Si la apertura de las entidades bancarias deben articularse a través de APIs, un mercado único de funcionamiento exigirá de igual forma una homogeneización de las interfaces de desarrollo de aplicaciones: mismos recursos para desarrolladores y ‘startups’ sean cuales sean los bancos que dan acceso a los datos de los clientes que así lo hayan autorizado a través de plataformas abiertas.

En este sentido, juegan un papel predominante las decisiones que, no impuestas por la EBA ni contempladas en la PSD2, se están tomando en el seno de la comunidad de desarrolladores y, concretamente, entre los profesionales del sector financiero. No solo con respecto a las APIs como vehículos para materializar los mandatos de la PSD2, sino sobre cuáles deben ser los requisitos técnicos de esas APIs para esa tarea.
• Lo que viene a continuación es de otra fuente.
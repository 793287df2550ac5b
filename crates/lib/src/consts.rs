//! Crate-wide constants.

/// Length of truncated object hashes used as artifact and rule keys.
pub const OBJ_HASH_PREFIX_LEN: usize = 20;

/// Sentinel version recorded for artifacts that do not currently exist.
pub const NONEXISTENT_VERSION: &str = "<nonexistent>";

/// Format version of the persisted ledger document.
pub const LEDGER_FORMAT_VERSION: u32 = 1;

/// Artifact type assumed when a reference carries no explicit type tag.
pub const DEFAULT_ARTIFACT_KIND: &str = "file";

/// Type tag of the per-job recipe pseudo-artifact.
pub const RECIPE_ARTIFACT_KIND: &str = "recipe";

/// Type tag of list artifacts.
pub const LIST_ARTIFACT_KIND: &str = "list";

/// Type tag of in-memory mock artifacts.
pub const MOCK_ARTIFACT_KIND: &str = "mock";
//! Recipes: the pluggable "how" of a rule.
//!
//! A recipe is used in two phases. `concretize` resolves every symbolic
//! reference in the recipe body against the job's rule and module context
//! and produces a `RecipeSpec` — a pure description with a stable content
//! hash. The same recipe definition is routinely shared by many rules,
//! so everything contextual must flow through concretization rather than
//! construction. `execute` then performs the side effect for one job.
//!
//! The spec hash doubles as the version of the job's recipe
//! pseudo-artifact: a changed command line or configuration invalidates
//! outputs exactly like a changed input file.

pub mod command;
pub mod delayed;
pub mod template;
pub mod wrapper;

use std::sync::Arc;

use async_trait::async_trait;
use serde::{Deserialize, Serialize};
use serde_json::Value;
use thiserror::Error;

use crate::artifact::{ArtifactError, ArtifactManager, ArtifactRef, ManagerError};
use crate::graph::Rule;
use crate::util::hash::{ObjectHash, object_hash_of};

pub use command::{CommandPlan, CommandRecipe, CommandSpec, OutputSink, SinkSpec};
pub use delayed::DelayedRecipe;
pub use template::{Segment, TemplateError};
pub use wrapper::{AroundHook, Hook, Proceed, WrapperRecipe};

/// Errors raised by recipe concretization or execution.
#[derive(Debug, Error)]
pub enum RecipeError {
  #[error("rule `{rule}`: command `{command}` exited with code {code}")]
  CommandFailed { rule: String, command: String, code: i32 },

  #[error("rule `{rule}`: command `{command}` terminated by signal {signal}")]
  CommandSignaled { rule: String, command: String, signal: i32 },

  #[error("io error running `{command}`: {source}")]
  Io {
    command: String,
    #[source]
    source: std::io::Error,
  },

  #[error("recipe declares no command to execute")]
  EmptyCommand,

  #[error("sink artifact `{0}` has no writable filesystem path")]
  SinkNotWritable(String),

  #[error(transparent)]
  Template(#[from] TemplateError),

  #[error(transparent)]
  Manager(#[from] ManagerError),

  #[error(transparent)]
  Artifact(#[from] ArtifactError),

  #[error("recipe spec serialization failed: {0}")]
  Spec(#[from] serde_json::Error),
}

/// A concretized recipe: what would run, with every symbolic reference
/// resolved, but no side effects performed yet.
#[derive(Debug, Clone, PartialEq, Serialize, Deserialize)]
pub struct RecipeSpec {
  /// Discriminates the executing recipe implementation (`command`, ...).
  pub kind: String,

  /// The full structured spec, canonical enough to hash.
  pub payload: Value,

  /// Human-readable description for diagnostics and verbose output.
  pub description: String,
}

#[derive(Serialize)]
struct SpecDigest<'a> {
  kind: &'a str,
  payload: &'a Value,
}

impl RecipeSpec {
  pub fn new(kind: impl Into<String>, payload: Value, description: impl Into<String>) -> Self {
    Self {
      kind: kind.into(),
      payload,
      description: description.into(),
    }
  }

  /// Stable content hash of the spec, independent of job identity.
  pub fn spec_hash(&self) -> Result<ObjectHash, serde_json::Error> {
    object_hash_of(&SpecDigest {
      kind: &self.kind,
      payload: &self.payload,
    })
  }

  /// Debug-readable description of the concretized spec.
  pub fn describe(&self) -> &str {
    &self.description
  }
}

/// The contextual bindings a recipe concretizes against.
pub struct RecipeContext<'a> {
  pub rule: &'a Arc<Rule>,
  pub manager: &'a Arc<ArtifactManager>,
}

impl<'a> RecipeContext<'a> {
  pub fn new(rule: &'a Arc<Rule>, manager: &'a Arc<ArtifactManager>) -> Self {
    Self { rule, manager }
  }

  pub fn module(&self) -> &str {
    self.rule.module()
  }

  /// Resolve an artifact reference to its external identifier, defaulting
  /// the module to this rule's.
  pub fn resolve_external(&self, reference: impl Into<ArtifactRef>) -> Result<String, RecipeError> {
    Ok(
      self
        .manager
        .resolve_to_external_identifier(reference, Some(self.rule.module()))?,
    )
  }
}

/// A pluggable build step implementation.
#[async_trait]
pub trait Recipe: Send + Sync {
  /// Resolve the recipe body into a concrete, hashable spec for one job.
  /// Must be pure with respect to external side effects.
  fn concretize(&self, ctx: &RecipeContext<'_>) -> Result<RecipeSpec, RecipeError>;

  /// Perform the side effect described by `spec` for `job`.
  async fn execute(
    &self,
    job: &Arc<crate::job::Job>,
    build: &Arc<crate::build::Build>,
    spec: &RecipeSpec,
  ) -> Result<(), RecipeError>;
}

#[cfg(test)]
mod tests {
  use super::*;
  use serde_json::json;

  #[test]
  fn spec_hash_ignores_description() {
    let a = RecipeSpec::new("command", json!({"exec": "cc", "args": ["-c"]}), "compile main.c");
    let b = RecipeSpec::new("command", json!({"exec": "cc", "args": ["-c"]}), "compile other.c");
    let c = RecipeSpec::new("command", json!({"exec": "cc", "args": ["-O2"]}), "compile main.c");

    assert_eq!(a.spec_hash().unwrap(), b.spec_hash().unwrap());
    assert_ne!(a.spec_hash().unwrap(), c.spec_hash().unwrap());
  }

  #[test]
  fn spec_hash_depends_on_kind() {
    let a = RecipeSpec::new("command", json!({"x": 1}), "");
    let b = RecipeSpec::new("delayed", json!({"x": 1}), "");
    assert_ne!(a.spec_hash().unwrap(), b.spec_hash().unwrap());
  }
}
//! Shell-command recipes.
//!
//! A `CommandRecipe` wraps a definer callback that assembles a
//! `CommandPlan`: the program or shell line, arguments, working
//! directory, environment, and output sinks. The same definer is shared
//! across rules; all contextual resolution (artifact references, module
//! directories) happens at concretization, producing a serializable
//! `CommandSpec` whose hash versions the recipe pseudo-artifact.
//!
//! Shell-mode commands run through a POSIX shell with strict failure
//! flags (`set -euo pipefail`) prefixed, so any failing stage of a
//! pipeline fails the whole recipe.

use std::collections::BTreeMap;
use std::path::{Path, PathBuf};
use std::process::Stdio;
use std::sync::Arc;

use async_trait::async_trait;
use serde::{Deserialize, Serialize};
use tokio::io::{AsyncReadExt, AsyncWriteExt};
use tokio::process::Command;
use tracing::{debug, info};

use crate::artifact::Artifact;
use crate::build::Build;
use crate::events::{BuildEvent, StreamKind};
use crate::job::Job;

use super::template;
use super::{Recipe, RecipeContext, RecipeError, RecipeSpec, TemplateError};

/// Flags prefixed to every shell-mode command line.
const SHELL_STRICT_FLAGS: &str = "set -euo pipefail";

/// A plain stream callback sink.
pub type StreamCallback = Arc<dyn Fn(&[u8]) + Send + Sync>;

/// A job-aware stream callback sink, invoked with the job first.
pub type JobStreamCallback = Arc<dyn Fn(&Job, &[u8]) + Send + Sync>;

/// Where a command output stream goes.
///
/// A stream with no registered sinks is captured to an internal buffer
/// exposed through the job's captured output.
#[derive(Clone)]
pub enum OutputSink {
  /// Feed chunks to a callback.
  Callback(StreamCallback),

  /// Feed chunks to a job-aware callback.
  JobCallback(JobStreamCallback),

  /// Capture into an artifact: overwrite on the first chunk, append
  /// thereafter.
  Artifact(String),

  /// Capture into the job's in-memory buffer.
  Capture,
}

impl OutputSink {
  fn to_spec(&self) -> SinkSpec {
    match self {
      OutputSink::Callback(_) => SinkSpec::Callback,
      OutputSink::JobCallback(_) => SinkSpec::JobCallback,
      OutputSink::Artifact(reference) => SinkSpec::Artifact(reference.clone()),
      OutputSink::Capture => SinkSpec::Capture,
    }
  }
}

impl std::fmt::Debug for OutputSink {
  fn fmt(&self, f: &mut std::fmt::Formatter<'_>) -> std::fmt::Result {
    match self {
      OutputSink::Callback(_) => write!(f, "Callback"),
      OutputSink::JobCallback(_) => write!(f, "JobCallback"),
      OutputSink::Artifact(reference) => write!(f, "Artifact({reference})"),
      OutputSink::Capture => write!(f, "Capture"),
    }
  }
}

/// Structural description of a sink, used for spec hashing and
/// diagnostics. Callbacks are described by shape only.
#[derive(Debug, Clone, PartialEq, Eq, Serialize, Deserialize)]
pub enum SinkSpec {
  Callback,
  JobCallback,
  Artifact(String),
  Capture,
}

impl std::fmt::Display for SinkSpec {
  fn fmt(&self, f: &mut std::fmt::Formatter<'_>) -> std::fmt::Result {
    match self {
      SinkSpec::Callback => write!(f, "callback"),
      SinkSpec::JobCallback => write!(f, "job-callback"),
      SinkSpec::Artifact(reference) => write!(f, "artifact {reference}"),
      SinkSpec::Capture => write!(f, "capture"),
    }
  }
}

/// The concretized, serializable command specification.
#[derive(Debug, Clone, PartialEq, Serialize, Deserialize)]
pub struct CommandSpec {
  /// Program path, or the full command line in shell mode.
  pub exec: String,

  /// Arguments (empty in shell mode).
  pub args: Vec<String>,

  /// Whether `exec` runs through a shell with strict flags.
  pub shell: bool,

  /// Resolved working directory.
  pub cwd: String,

  /// Extra environment merged over the inherited one.
  pub env: BTreeMap<String, String>,

  pub stdout: Vec<SinkSpec>,
  pub stderr: Vec<SinkSpec>,
  pub combined: Vec<SinkSpec>,
}

impl CommandSpec {
  /// The literal command line, for diagnostics and error messages.
  pub fn command_line(&self) -> String {
    if self.shell || self.args.is_empty() {
      self.exec.clone()
    } else {
      let mut line = self.exec.clone();
      for arg in &self.args {
        line.push(' ');
        line.push_str(arg);
      }
      line
    }
  }

  fn describe(&self) -> String {
    let sinks = |specs: &[SinkSpec]| -> String {
      if specs.is_empty() {
        "capture".to_string()
      } else {
        specs.iter().map(|s| s.to_string()).collect::<Vec<_>>().join(", ")
      }
    };
    format!(
      "{} (cwd {}; stdout: {}; stderr: {}; combined: {})",
      self.command_line(),
      self.cwd,
      sinks(&self.stdout),
      sinks(&self.stderr),
      sinks(&self.combined),
    )
  }
}

/// Accumulates one job's command while the definer callback runs.
///
/// Templates passed to `shell`, `arg_template`, and friends may embed
/// `$${...}` artifact references; they are resolved against the rule's
/// module immediately.
pub struct CommandPlan<'a> {
  ctx: &'a RecipeContext<'a>,
  exec: Option<String>,
  args: Vec<String>,
  shell_command: Option<String>,
  cwd: Option<String>,
  env: BTreeMap<String, String>,
  stdout: Vec<OutputSink>,
  stderr: Vec<OutputSink>,
  combined: Vec<OutputSink>,
}

impl<'a> CommandPlan<'a> {
  pub fn new(ctx: &'a RecipeContext<'a>) -> Self {
    Self {
      ctx,
      exec: None,
      args: Vec::new(),
      shell_command: None,
      cwd: None,
      env: BTreeMap::new(),
      stdout: Vec::new(),
      stderr: Vec::new(),
      combined: Vec::new(),
    }
  }

  fn resolve_template(&self, input: &str) -> Result<String, RecipeError> {
    let segments = template::parse(input)?;
    let rendered = template::render(&segments, |aid| {
      self
        .ctx
        .resolve_external(aid)
        .map_err(|e| TemplateError::Unresolved {
          reference: aid.to_string(),
          message: e.to_string(),
        })
    })?;
    Ok(rendered)
  }

  /// Set the program to execute directly (no shell).
  pub fn exec(&mut self, program: &str) -> Result<&mut Self, RecipeError> {
    self.exec = Some(self.resolve_template(program)?);
    Ok(self)
  }

  /// Append a literal argument.
  pub fn arg(&mut self, arg: impl Into<String>) -> &mut Self {
    self.args.push(arg.into());
    self
  }

  /// Append an argument resolving an artifact reference to its external
  /// identifier.
  pub fn arg_ref(&mut self, reference: &str) -> Result<&mut Self, RecipeError> {
    let resolved = self.ctx.resolve_external(reference)?;
    self.args.push(resolved);
    Ok(self)
  }

  /// Append an argument with `$${...}` references resolved.
  pub fn arg_template(&mut self, arg: &str) -> Result<&mut Self, RecipeError> {
    let resolved = self.resolve_template(arg)?;
    self.args.push(resolved);
    Ok(self)
  }

  /// Run a full command line through a strict POSIX shell.
  pub fn shell(&mut self, command: &str) -> Result<&mut Self, RecipeError> {
    self.shell_command = Some(self.resolve_template(command)?);
    Ok(self)
  }

  /// Working directory; relative paths resolve against the rule's
  /// module directory.
  pub fn cwd(&mut self, dir: impl Into<String>) -> &mut Self {
    self.cwd = Some(dir.into());
    self
  }

  pub fn env(&mut self, key: impl Into<String>, value: impl Into<String>) -> &mut Self {
    self.env.insert(key.into(), value.into());
    self
  }

  pub fn stdout(&mut self, sink: OutputSink) -> &mut Self {
    self.stdout.push(sink);
    self
  }

  pub fn stderr(&mut self, sink: OutputSink) -> &mut Self {
    self.stderr.push(sink);
    self
  }

  pub fn combined(&mut self, sink: OutputSink) -> &mut Self {
    self.combined.push(sink);
    self
  }

  fn into_spec(self) -> Result<CommandSpec, RecipeError> {
    let (exec, shell, args) = match (self.shell_command, self.exec) {
      (Some(command), _) => (command, true, Vec::new()),
      (None, Some(program)) => (program, false, self.args),
      (None, None) => return Err(RecipeError::EmptyCommand),
    };

    let module_dir = self.ctx.manager.root().join(self.ctx.module());
    let cwd = match self.cwd {
      None => module_dir,
      Some(dir) if Path::new(&dir).is_absolute() => PathBuf::from(dir),
      Some(dir) => module_dir.join(dir),
    };
    let cwd = dunce::simplified(&cwd).display().to_string();

    Ok(CommandSpec {
      exec,
      args,
      shell,
      cwd,
      env: self.env,
      stdout: self.stdout.iter().map(OutputSink::to_spec).collect(),
      stderr: self.stderr.iter().map(OutputSink::to_spec).collect(),
      combined: self.combined.iter().map(OutputSink::to_spec).collect(),
    })
  }

  fn into_sink_bindings(self) -> (Vec<OutputSink>, Vec<OutputSink>, Vec<OutputSink>) {
    (self.stdout, self.stderr, self.combined)
  }
}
Las APIs bancarias deben tener una definición, nomenclatura, protocolos de acceso y autenticación que sean similares en todos los casos. La estandarización facilita un entorno ágil al cambio y para la creación de valor.

Todo este proceso de estandarización de las APIs bancarias parece que se posiciona esencialmente en dos pilares: el primero, el diseño de APIs REST como alternativa más eficiente, y dos, el establecimiento de OAuth como protocolo de seguridad, donde se usan tokens como proceso de autenticación y acceso.

Las APIs REST tienen una definición y nomenclatura que son comunes y realmente sencillas, obtienen los datos y generan servicios con ellos a través de peticiones HTTP (POST -crear-, GET -leer y consultar-, PUT -editar- y DELETE -eliminar-) y en todos los formatos posibles, ya sea XML o JSON.

OAuth es un marco de creación de protocolos usado por compañías como Google, Facebook, Microsoft o Twitter, que en vez de funcionar con una clave API basada en usuario y contraseña, utiliza un token de acceso que permite interactuar con la API, único para cada cliente y que es revocable de forma instantánea cuando es vulnerado sin generar alteraciones al resto de usuarios del mismo servicio. No es posible con un acceso común a todos.

Si uno acude a ProgrammableWeb, el repositorio más importante de APIs, hoy cuenta con más de 21.000 interfaces de desarrollo de aplicaciones, muchas de ellas con una relación directa o indirecta con el sector financiero.

ProgrammableWeb dispone de más de 2.500 APIs financieras, más de 2.400 relacionadas con los pagos, más de 700 con bitcoin, casi otras 700 con los procesos de autenticación, más de 500 vinculadas a las tarjetas de crédito, otras 500 a la banca y también a las transacciones, otras casi 400 a las cuentas de pago, etc. Aunque es cierto que en los primeros dos listados coinciden varias APIs, esto nos permite hacernos una idea del gran volumen de interfaces que genera el sector bancario y ‘fintech’ y las posibilidades reales de apertura de negocio, si se optara por un modelo abierto.